Monday, November 29, 2010


I didn't even try to do NaNoWriMo this year. It was a wise decision. I have far too much else happening in my life right now to add that pressure - but there's no doubt in my mind that it can be a worthwhile exercise. There have been some fairly derogatory comments going around this year - people saying that it is a waste of time, that you end up with a pile of unpublishable words, that 'real' writers don't do things like this.

Of course you don't end up with a novel that is complete and ready to send out. No-one thinking about it sensibly would expect that. What you do end up with is a first draft. It will need fixing. No-one will read it and fall at your feet and offer you the treasures of the universe for it in its present state but you will have done the basic starting work and you will have done it in a specified time and to a deadline. I don't know about you but that all sounds a pretty useful way for a writer to spend his or her time.
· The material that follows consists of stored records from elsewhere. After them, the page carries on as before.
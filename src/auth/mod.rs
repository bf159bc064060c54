//! Credential primitives: password digests and bearer tokens

pub mod password;
pub mod token;

pub use password::{dummy_verify, hash_password, verify_password};
pub use token::{generate_token, hash_token};
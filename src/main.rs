//! sessiond CLI - standalone session service

use clap::Parser;
use sessiond::{Config, Core};
use std::path::PathBuf;
use tracing_subscriber::{layer::SubscriberExt, util::SubscriberInitExt};

#[derive(Parser, Debug)]
#[command(name = "sessiond")]
#[command(author = "Sessiond Team")]
#[command(version)]
#[command(about = "sessiond - user sign-up, sign-in and device sessions over HTTP", long_about = None)]
struct Args {
    /// Path to configuration file
    #[arg(short, long, default_value = "~/.sessiond/config.toml", env = "SESSIOND_CONFIG")]
    config: PathBuf,

    /// Override server port
    #[arg(short, long)]
    port: Option<u16>,

    /// Override server host
    #[arg(long)]
    host: Option<String>,

    /// Enable verbose logging
    #[arg(short, long)]
    verbose: bool,

    /// Initialize a new config file with defaults
    #[arg(long)]
    init: bool,
}

#[tokio::main]
async fn main() -> anyhow::Result<()> {
    let args = Args::parse();

    // Initialize logging
    let log_level = if args.verbose { "debug" } else { "info" };
    tracing_subscriber::registry()
        .with(
            tracing_subscriber::EnvFilter::try_from_default_env()
                .unwrap_or_else(|_| format!("sessiond={},tower_http=debug", log_level).into()),
        )
        .with(tracing_subscriber::fmt::layer())
        .init();

    let config_path = sessiond::config::expand_path(&args.config);

    // Handle --init flag
    if args.init {
        if config_path.exists() {
            tracing::warn!("Config file already exists: {}", config_path.display());
            return Ok(());
        }
        Config::create_default(&config_path)?;
        tracing::info!("Created default config at: {}", config_path.display());
        return Ok(());
    }

    // Load configuration
    let mut config = if config_path.exists() {
        Config::from_file(&config_path)?
    } else {
        tracing::warn!(
            "Config file not found at {}, using defaults",
            config_path.display()
        );
        Config::default()
    };

    // Environment first, then CLI overrides
    config.apply_env_overrides();
    if let Some(port) = args.port {
        config.server.port = port;
    }
    if let Some(host) = args.host {
        config.server.host = host;
    }
    config.validate()?;

    let core = Core::new(config)?;

    core.start_periodic_tasks();

    // Start API server (blocks until shutdown)
    core.start_api_server().await?;

    Ok(())
}
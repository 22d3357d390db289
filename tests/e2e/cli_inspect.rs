//! End-to-end tests for the inspection commands (`template`, `env`, `config`, `info`).

use serde_json::Value;
use std::io;
use std::path::{Path, PathBuf};
use std::process::{Command, Output};
use std::time::{SystemTime, UNIX_EPOCH};

fn workspace_root() -> PathBuf {
    let manifest_dir = Path::new(env!("CARGO_MANIFEST_DIR"));
    manifest_dir
        .parent()
        .and_then(Path::parent)
        .map(Path::to_path_buf)
        .unwrap_or_else(|| manifest_dir.to_path_buf())
}

fn run_cli(env: &[(&str, &str)], args: &[&str]) -> io::Result<Output> {
    let unique = SystemTime::now()
        .duration_since(UNIX_EPOCH)
        .unwrap_or_default()
        .as_nanos();
    let cwd = std::env::temp_dir().join(format!("servarr-e2e-inspect-{unique}"));
    std::fs::create_dir_all(&cwd)?;
    let templates = workspace_root().join("tests").join("fixtures").join("templates");

    Command::new(env!("CARGO_BIN_EXE_servarr"))
        .current_dir(&cwd)
        .env_clear()
        .env("SERVARR_TEMPLATES_DIR", templates)
        .envs(env.iter().copied())
        .arg("--no-dotenv")
        .args(args)
        .output()
}

fn stdout_json(output: &Output) -> io::Result<Value> {
    serde_json::from_slice(&output.stdout)
        .map_err(|error| io::Error::other(format!("stdout is not JSON: {error}")))
}

#[test]
fn template_show_prints_the_raw_template() -> io::Result<()> {
    let output = run_cli(&[], &["template", "show", "radarr"])?;
    assert!(output.status.success(), "{output:?}");

    let template: Value = serde_json::from_slice(&output.stdout)
        .map_err(|error| io::Error::other(error.to_string()))?;
    assert_eq!(template["rootFolders"][0]["path"], "/movies");
    Ok(())
}

#[test]
fn template_show_unknown_app_is_invalid_input() -> io::Result<()> {
    let output = run_cli(&[], &["template", "show", "plex", "--output", "json"])?;
    assert_eq!(output.status.code(), Some(2));
    assert_eq!(stdout_json(&output)?["error"]["code"], "ERR_CONFIG_UNKNOWN_APP");
    Ok(())
}

#[test]
fn env_check_lists_missing_variables() -> io::Result<()> {
    let output = run_cli(&[("SONARR_APIKEY", "abc")], &["env", "check", "--output", "json"])?;
    assert_eq!(output.status.code(), Some(2));

    let body = stdout_json(&output)?;
    let missing: Vec<&str> = body["missing"]
        .as_array()
        .map(|values| values.iter().filter_map(Value::as_str).collect())
        .unwrap_or_default();
    assert!(!missing.contains(&"SONARR_APIKEY"));
    assert!(missing.contains(&"RADARR_APIKEY"));
    assert!(!String::from_utf8_lossy(&output.stdout).contains("\"abc\""));
    Ok(())
}

#[test]
fn config_show_applies_env_overrides() -> io::Result<()> {
    let output = run_cli(
        &[("SERVARR_NAMESPACE", "media"), ("SERVARR_DOMAIN", "Example.ORG")],
        &["config", "show", "--output", "json"],
    )?;
    assert!(output.status.success(), "{output:?}");

    let body = stdout_json(&output)?;
    assert_eq!(body["effectiveConfig"]["namespace"], "media");
    assert_eq!(body["effectiveConfig"]["domain"], "example.org");
    Ok(())
}

#[test]
fn info_reports_cross_link_routes() -> io::Result<()> {
    let output = run_cli(&[], &["info", "--output", "json"])?;
    assert!(output.status.success(), "{output:?}");

    let body = stdout_json(&output)?;
    assert_eq!(body["crossLink"]["app"], "prowlarr");
    assert_eq!(body["crossLink"]["routes"][0]["entry"], "Sonarr");
    Ok(())
}
//! Config command handler.

use crate::error::{CliError, ExitCode};
use crate::format::OutputMode;
use crate::{CliOutput, ConfigFormat, format_error_output, format_ndjson_summary, log_info};
use servarr_config::{
    DeploymentEnv, ValidatedDeploymentConfig, load_deployment_config_from_path, to_pretty_json,
    to_pretty_toml,
};
use servarr_shared::ErrorEnvelope;
use std::path::Path;

/// Run `config show`.
pub fn run_config_show(
    mode: OutputMode,
    path: Option<&Path>,
    format: ConfigFormat,
) -> Result<CliOutput, CliError> {
    let (config, document) = match effective_config(path, format) {
        Ok(loaded) => loaded,
        Err(error) => return Ok(format_error_output(mode, &error)),
    };

    let mut stderr = String::new();
    log_info(&mut stderr, "config show completed", mode.no_progress);

    let stdout = if mode.is_ndjson() {
        format_ndjson_summary(
            "ok",
            "config",
            Some(serde_json::json!({ "effectiveConfig": &*config })),
        )
    } else if mode.is_json() || mode.is_yaml() {
        let payload = serde_json::json!({
            "status": "ok",
            "configPath": path.map(|value| value.to_string_lossy().to_string()),
            "effectiveConfig": &*config,
        });
        let mut output = serde_json::to_string_pretty(&payload)?;
        output.push('\n');
        output
    } else {
        document
    };

    Ok(CliOutput {
        stdout,
        stderr,
        exit_code: ExitCode::Ok,
    })
}

fn effective_config(
    path: Option<&Path>,
    format: ConfigFormat,
) -> Result<(ValidatedDeploymentConfig, String), ErrorEnvelope> {
    let env = DeploymentEnv::from_std_env()?;
    let config = load_deployment_config_from_path(path, &env)?;
    let document = match format {
        ConfigFormat::Json => to_pretty_json(&config)?,
        ConfigFormat::Toml => to_pretty_toml(&config)?,
    };
    Ok((config, document))
}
The claim that 'real' writers don't do this is even more ridiculous. They certainly do - and some of them even become bestsellers once they've worked them over.

Will I do Nanowrimo next year? I can't say yet but I certainly hope so.


Rosanne Dingli said...

It takes a lot of discipline and courage - and it takes a writer of a certain personality. I am useless with first drafts and excellent at re-writing, chopping and changing, and editing. So with a clock treading on my tail to write a skeleton manuscript would feel like torture to me. I'd be setting myself up for failure, which I rarely do. "Know thyself," my father would say. I firmly admire anyone who could even contemplate such a thing.

Laura E. Goodin said...

I'm a fan of NaNo more because of its messages than its outcomes per se: writing is an adventure, go ahead and try it, you can do more than you thought. One friend of mine teaches beginning writers at a university, and laments because he sees his students warping and short-changing their writing just to crank out their 50K. *I* say, that's not NaNo's fault. It's a game, and its job is not to force anyone to sacrifice their skill and get themselves all worked up and upset about making 50K. It's a GAME, and should be approached with light-heartedness and a spirit of adventure.

That having been said, I, too, had to forgo NaNo this year (although I've had a blast the three previous years getting my 50K).

Helen V. said...

Rosanne, I know what you mean but for me getting that complete first draft down is the important bit. I know it will be terrible but it gives me something to work on. Otherwise I tend to dally and procrastinate. Having a deadline and a target word count works well for me as I found out last year when two friends and I did a writing race for a fortnight. We all came out of it with our novels much more advanced than they would otherwise have been.

Laura, i'm with you. It is a game but one that can prove profitable to those prepared to put in the extra work afterwards. When you look at the published Nano list you see some familiar names of genre and other writers.